— TASK INSTRUCTIONS —
The answer should consist of every line in the material below that has the word "Parser".

— MATERIAL FOR THIS TASK —
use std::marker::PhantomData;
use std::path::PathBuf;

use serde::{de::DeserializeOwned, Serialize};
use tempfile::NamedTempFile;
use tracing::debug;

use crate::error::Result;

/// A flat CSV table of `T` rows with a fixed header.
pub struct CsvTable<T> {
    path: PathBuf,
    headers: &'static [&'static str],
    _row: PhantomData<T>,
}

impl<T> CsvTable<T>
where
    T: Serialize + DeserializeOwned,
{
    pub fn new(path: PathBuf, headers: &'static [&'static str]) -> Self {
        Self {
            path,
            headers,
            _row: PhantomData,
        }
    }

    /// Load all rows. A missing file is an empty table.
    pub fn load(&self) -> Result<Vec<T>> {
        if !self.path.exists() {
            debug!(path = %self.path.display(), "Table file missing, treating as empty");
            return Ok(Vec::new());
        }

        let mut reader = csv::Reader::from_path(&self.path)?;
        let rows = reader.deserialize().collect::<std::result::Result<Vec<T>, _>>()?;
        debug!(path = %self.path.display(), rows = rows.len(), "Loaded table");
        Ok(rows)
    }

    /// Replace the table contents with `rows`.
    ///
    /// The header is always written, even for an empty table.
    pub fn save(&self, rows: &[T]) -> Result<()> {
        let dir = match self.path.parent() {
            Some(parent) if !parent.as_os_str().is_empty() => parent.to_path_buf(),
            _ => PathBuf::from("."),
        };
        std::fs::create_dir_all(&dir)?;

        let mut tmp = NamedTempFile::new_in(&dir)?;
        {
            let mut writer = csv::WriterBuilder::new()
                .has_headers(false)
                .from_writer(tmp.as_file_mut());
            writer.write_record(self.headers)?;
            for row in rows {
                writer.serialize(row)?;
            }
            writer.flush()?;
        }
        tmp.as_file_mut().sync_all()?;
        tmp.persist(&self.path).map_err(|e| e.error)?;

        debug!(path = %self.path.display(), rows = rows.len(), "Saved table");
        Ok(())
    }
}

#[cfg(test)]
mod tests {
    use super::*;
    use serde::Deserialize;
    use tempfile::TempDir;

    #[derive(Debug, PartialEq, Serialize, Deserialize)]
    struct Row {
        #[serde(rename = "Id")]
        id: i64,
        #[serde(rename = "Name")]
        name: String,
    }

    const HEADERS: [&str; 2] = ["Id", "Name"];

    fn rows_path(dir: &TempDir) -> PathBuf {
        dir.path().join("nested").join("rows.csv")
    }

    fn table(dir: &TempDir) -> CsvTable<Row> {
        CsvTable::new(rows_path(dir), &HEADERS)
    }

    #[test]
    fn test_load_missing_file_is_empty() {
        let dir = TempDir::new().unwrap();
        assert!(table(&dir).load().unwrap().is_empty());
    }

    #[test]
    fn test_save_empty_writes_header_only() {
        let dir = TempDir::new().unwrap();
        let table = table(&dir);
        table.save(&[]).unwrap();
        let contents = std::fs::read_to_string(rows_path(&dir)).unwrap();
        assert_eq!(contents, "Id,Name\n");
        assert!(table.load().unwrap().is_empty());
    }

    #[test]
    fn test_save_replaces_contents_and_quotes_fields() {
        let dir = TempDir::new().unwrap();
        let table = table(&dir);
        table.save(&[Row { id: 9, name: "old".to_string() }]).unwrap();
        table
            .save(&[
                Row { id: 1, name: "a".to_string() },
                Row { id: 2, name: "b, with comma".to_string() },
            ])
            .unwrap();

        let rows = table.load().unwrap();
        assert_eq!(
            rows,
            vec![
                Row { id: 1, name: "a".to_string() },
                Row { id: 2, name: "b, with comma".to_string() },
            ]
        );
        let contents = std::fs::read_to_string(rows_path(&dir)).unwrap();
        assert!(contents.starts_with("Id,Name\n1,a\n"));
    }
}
* * *
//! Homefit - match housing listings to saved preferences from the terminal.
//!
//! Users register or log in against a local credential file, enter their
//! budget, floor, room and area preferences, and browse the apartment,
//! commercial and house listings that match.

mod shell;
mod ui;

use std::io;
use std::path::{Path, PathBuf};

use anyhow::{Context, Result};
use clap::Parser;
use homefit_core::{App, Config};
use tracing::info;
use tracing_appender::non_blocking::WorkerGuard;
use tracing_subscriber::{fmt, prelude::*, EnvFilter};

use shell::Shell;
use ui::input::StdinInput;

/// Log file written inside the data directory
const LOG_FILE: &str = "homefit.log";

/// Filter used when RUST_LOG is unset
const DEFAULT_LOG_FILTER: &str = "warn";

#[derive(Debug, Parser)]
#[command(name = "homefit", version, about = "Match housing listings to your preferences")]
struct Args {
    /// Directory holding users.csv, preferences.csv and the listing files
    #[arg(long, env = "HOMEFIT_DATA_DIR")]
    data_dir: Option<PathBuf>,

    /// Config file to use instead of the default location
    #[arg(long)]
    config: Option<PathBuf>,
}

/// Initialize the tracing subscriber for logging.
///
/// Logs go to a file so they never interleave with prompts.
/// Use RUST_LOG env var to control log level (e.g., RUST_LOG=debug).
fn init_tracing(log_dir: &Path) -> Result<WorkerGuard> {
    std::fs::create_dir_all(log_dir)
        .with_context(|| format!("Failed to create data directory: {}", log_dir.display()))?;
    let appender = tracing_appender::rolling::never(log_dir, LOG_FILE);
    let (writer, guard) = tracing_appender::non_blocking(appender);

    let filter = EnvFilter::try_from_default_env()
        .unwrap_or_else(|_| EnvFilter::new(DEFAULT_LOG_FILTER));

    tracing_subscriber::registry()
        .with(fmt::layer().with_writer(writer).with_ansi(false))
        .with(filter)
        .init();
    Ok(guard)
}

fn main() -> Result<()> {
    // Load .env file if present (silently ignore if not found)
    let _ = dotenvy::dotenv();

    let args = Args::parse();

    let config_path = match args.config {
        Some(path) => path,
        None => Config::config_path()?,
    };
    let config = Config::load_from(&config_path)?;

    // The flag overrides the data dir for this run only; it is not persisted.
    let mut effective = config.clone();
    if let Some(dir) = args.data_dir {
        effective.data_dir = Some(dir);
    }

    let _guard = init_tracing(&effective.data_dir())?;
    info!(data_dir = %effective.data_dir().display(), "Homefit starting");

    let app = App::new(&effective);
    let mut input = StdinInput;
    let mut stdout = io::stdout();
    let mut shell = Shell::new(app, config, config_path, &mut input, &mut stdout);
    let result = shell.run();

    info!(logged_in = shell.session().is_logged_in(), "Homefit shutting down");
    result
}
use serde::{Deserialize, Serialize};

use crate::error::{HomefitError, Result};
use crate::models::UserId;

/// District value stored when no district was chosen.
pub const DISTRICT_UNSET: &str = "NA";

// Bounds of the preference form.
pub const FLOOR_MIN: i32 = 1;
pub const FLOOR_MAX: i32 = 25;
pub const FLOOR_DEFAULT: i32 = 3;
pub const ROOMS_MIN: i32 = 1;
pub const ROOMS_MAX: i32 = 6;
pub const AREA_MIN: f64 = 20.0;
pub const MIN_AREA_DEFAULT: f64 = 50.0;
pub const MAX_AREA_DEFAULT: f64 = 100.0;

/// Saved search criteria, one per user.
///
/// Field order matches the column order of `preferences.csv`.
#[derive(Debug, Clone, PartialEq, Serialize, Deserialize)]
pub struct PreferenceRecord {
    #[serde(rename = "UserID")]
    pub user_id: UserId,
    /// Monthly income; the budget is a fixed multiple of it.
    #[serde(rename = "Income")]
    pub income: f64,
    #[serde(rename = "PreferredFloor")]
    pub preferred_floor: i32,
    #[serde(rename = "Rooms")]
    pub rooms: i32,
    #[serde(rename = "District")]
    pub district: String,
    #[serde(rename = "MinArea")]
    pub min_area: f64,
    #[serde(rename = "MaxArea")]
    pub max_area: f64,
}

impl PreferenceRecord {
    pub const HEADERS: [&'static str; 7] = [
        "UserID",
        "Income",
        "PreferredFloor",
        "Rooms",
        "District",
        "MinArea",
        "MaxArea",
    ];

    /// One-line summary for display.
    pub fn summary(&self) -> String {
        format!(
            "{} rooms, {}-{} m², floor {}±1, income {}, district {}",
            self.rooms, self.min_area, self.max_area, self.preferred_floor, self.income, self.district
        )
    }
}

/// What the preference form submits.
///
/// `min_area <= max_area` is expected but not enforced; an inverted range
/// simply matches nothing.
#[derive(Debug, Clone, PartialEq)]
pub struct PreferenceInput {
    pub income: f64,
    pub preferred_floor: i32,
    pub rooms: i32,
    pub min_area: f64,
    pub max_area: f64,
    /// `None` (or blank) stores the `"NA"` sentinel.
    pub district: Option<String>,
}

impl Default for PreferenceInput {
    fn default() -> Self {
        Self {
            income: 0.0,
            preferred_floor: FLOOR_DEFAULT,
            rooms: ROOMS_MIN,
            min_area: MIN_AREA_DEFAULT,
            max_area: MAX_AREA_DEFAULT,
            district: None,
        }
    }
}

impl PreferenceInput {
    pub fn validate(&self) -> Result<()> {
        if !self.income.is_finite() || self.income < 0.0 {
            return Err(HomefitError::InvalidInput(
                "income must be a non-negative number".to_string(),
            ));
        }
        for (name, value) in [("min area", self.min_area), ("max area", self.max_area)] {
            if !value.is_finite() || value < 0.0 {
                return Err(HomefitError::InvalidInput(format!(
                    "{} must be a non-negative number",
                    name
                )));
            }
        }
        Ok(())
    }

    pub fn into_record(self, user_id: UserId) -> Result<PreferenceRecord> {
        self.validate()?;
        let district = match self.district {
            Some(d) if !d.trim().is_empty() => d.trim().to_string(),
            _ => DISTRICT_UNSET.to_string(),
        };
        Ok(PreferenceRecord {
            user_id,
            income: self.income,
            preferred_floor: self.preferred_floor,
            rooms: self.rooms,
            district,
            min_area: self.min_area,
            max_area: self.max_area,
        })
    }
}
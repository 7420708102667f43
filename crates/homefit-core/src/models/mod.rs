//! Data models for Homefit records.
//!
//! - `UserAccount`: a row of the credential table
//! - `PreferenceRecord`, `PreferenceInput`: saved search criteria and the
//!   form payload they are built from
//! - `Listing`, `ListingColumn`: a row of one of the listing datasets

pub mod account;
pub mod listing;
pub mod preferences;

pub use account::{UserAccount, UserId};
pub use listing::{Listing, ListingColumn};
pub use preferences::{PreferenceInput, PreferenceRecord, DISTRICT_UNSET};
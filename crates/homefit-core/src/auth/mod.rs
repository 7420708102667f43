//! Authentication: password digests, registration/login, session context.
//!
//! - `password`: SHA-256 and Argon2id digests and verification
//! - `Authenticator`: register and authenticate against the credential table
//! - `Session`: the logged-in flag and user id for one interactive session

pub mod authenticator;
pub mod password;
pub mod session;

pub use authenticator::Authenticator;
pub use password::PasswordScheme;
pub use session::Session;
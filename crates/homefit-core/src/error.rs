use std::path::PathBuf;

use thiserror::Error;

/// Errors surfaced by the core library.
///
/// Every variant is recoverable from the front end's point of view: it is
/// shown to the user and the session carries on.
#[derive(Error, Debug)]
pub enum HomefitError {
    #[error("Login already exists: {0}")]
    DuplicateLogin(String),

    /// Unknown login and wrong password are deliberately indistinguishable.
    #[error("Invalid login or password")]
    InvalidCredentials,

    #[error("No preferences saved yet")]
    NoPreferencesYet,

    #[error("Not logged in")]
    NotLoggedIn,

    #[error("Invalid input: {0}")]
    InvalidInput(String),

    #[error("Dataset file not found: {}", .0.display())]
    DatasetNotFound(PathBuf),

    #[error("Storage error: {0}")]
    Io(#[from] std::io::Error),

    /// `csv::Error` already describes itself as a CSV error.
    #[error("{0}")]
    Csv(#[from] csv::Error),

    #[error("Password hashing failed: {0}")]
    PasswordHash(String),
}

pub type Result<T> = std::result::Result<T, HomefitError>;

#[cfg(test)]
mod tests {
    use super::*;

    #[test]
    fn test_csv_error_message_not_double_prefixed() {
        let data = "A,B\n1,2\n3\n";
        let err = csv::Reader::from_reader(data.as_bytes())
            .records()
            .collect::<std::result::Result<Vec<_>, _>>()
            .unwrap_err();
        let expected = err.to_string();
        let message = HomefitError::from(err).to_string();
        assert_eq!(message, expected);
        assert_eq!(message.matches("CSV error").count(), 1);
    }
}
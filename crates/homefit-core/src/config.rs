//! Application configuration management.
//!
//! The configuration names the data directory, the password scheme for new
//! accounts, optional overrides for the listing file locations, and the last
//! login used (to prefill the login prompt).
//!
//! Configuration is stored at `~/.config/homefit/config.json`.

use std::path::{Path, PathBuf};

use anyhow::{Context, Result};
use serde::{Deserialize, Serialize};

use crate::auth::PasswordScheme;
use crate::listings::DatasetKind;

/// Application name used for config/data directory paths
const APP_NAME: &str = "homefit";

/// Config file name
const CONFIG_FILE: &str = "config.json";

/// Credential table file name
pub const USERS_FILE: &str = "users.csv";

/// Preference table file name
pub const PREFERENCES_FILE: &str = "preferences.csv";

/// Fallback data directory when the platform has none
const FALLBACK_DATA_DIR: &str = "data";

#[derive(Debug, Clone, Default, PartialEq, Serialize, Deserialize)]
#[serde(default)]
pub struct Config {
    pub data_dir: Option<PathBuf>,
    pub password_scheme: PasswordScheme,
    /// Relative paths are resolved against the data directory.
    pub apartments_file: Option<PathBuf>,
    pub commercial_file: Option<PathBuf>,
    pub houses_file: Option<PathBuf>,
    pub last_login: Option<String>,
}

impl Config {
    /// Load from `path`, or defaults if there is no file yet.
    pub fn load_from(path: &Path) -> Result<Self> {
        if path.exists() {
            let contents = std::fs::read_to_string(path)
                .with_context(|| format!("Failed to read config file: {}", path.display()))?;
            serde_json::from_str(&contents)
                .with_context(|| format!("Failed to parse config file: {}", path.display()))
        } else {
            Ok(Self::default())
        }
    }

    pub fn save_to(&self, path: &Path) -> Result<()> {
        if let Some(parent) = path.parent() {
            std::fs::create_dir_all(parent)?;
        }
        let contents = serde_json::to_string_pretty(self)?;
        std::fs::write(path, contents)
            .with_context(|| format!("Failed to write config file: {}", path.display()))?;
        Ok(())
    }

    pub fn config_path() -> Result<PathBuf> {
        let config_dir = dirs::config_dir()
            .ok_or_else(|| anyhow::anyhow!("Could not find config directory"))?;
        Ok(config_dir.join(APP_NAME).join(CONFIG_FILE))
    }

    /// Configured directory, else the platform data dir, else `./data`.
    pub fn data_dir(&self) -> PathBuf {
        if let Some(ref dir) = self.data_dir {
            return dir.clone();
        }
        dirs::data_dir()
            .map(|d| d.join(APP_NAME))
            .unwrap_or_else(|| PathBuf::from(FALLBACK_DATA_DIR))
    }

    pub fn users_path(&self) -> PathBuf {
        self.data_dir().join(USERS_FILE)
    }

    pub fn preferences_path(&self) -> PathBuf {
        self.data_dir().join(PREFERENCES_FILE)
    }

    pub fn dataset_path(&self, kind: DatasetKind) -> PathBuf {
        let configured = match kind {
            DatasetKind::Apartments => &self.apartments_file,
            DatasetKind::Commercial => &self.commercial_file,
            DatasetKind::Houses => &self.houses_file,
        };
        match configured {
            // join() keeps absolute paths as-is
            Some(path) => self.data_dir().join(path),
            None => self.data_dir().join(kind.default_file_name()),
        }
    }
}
==
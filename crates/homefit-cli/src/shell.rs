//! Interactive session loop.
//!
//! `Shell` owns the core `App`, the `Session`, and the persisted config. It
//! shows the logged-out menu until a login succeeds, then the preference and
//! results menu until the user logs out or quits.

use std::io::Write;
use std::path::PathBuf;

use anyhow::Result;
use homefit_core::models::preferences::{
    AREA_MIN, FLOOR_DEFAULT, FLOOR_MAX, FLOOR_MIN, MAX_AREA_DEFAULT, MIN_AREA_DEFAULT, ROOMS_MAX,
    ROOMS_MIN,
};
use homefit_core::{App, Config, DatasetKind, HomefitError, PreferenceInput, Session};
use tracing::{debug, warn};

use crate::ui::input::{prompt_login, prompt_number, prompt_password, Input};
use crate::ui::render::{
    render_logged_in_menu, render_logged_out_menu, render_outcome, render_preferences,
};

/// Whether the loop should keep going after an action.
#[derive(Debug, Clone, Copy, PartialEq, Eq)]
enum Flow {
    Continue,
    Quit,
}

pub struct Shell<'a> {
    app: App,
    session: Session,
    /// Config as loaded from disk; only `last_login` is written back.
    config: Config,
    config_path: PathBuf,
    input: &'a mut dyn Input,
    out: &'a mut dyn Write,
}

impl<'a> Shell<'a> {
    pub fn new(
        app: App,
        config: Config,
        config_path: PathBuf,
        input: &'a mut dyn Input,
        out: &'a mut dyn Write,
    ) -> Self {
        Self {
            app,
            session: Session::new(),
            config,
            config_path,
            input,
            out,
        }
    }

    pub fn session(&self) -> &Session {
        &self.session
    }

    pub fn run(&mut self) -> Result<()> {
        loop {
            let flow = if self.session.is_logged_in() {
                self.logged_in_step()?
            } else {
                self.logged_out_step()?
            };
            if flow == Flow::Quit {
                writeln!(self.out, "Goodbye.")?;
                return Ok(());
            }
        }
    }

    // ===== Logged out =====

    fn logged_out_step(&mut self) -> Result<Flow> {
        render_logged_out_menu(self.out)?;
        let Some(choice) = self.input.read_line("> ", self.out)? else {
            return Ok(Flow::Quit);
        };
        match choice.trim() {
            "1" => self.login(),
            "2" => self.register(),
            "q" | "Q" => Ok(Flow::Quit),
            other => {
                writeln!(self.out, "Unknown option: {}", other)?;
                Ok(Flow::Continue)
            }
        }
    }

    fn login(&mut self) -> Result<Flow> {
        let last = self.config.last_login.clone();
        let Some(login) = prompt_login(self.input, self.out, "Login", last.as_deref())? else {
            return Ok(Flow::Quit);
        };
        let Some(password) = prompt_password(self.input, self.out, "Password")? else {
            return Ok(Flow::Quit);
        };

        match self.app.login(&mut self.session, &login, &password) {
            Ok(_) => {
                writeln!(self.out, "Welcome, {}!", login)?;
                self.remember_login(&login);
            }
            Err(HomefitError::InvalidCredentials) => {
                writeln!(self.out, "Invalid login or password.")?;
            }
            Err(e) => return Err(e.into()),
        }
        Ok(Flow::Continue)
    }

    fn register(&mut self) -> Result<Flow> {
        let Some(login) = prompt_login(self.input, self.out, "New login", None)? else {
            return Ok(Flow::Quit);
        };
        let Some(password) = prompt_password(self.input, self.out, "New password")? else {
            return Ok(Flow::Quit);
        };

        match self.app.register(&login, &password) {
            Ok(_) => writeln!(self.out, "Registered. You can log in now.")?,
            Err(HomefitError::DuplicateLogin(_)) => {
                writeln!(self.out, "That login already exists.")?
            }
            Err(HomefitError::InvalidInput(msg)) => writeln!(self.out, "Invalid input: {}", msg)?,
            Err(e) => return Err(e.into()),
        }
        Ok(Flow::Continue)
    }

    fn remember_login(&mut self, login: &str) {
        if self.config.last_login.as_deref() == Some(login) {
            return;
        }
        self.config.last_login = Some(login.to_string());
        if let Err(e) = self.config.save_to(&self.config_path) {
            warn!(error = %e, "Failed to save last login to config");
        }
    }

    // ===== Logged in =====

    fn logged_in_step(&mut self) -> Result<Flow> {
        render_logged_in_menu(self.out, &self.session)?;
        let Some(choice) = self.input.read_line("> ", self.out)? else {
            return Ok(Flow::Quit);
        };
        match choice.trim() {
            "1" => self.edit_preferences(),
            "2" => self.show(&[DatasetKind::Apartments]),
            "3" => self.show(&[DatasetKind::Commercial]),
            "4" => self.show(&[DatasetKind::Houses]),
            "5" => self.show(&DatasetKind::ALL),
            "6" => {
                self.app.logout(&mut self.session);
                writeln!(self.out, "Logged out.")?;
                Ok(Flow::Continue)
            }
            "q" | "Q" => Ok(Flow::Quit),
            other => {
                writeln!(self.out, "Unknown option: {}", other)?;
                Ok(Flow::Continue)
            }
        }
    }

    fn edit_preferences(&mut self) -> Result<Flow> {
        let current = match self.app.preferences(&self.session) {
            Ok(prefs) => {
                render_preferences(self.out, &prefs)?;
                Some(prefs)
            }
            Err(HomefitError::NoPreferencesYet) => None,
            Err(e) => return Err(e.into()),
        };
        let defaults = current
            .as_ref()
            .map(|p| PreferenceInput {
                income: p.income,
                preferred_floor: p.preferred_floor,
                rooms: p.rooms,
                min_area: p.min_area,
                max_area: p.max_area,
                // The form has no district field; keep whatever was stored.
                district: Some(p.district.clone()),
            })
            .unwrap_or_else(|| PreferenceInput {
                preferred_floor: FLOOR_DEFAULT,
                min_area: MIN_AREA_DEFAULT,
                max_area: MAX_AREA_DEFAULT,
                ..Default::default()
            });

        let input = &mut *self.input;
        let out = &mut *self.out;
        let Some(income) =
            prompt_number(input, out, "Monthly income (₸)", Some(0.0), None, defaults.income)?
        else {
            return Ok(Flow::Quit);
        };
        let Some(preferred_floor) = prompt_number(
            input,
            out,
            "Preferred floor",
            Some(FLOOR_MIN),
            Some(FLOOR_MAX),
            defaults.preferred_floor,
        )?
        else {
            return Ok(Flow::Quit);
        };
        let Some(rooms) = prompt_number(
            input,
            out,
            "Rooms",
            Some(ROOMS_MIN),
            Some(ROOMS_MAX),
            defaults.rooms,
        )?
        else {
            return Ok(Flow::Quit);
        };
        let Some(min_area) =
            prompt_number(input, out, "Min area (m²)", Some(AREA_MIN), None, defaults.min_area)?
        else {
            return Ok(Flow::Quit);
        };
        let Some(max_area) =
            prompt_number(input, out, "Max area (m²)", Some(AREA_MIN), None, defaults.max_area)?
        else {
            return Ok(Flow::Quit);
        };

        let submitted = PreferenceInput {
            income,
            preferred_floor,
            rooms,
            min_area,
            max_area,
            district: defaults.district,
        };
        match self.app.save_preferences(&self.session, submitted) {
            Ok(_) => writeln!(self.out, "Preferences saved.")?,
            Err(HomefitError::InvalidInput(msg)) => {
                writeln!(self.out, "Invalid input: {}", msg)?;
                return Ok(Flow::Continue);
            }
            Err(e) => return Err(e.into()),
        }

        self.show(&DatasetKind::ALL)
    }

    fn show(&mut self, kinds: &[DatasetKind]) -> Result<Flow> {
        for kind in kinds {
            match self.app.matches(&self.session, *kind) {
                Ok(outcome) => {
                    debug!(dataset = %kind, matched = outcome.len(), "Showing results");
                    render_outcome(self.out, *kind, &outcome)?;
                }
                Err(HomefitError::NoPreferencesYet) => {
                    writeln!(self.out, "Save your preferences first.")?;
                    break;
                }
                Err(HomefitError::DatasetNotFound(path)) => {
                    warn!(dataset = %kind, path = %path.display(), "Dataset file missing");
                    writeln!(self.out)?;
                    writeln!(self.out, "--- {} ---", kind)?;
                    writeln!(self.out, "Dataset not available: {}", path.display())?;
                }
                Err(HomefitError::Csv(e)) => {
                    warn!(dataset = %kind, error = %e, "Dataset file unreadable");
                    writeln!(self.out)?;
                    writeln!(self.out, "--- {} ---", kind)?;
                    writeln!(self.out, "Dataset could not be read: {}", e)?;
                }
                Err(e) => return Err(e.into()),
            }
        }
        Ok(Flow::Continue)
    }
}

— ANSWER SECTION —
use clap::Parser;
#[derive(Debug, Parser)]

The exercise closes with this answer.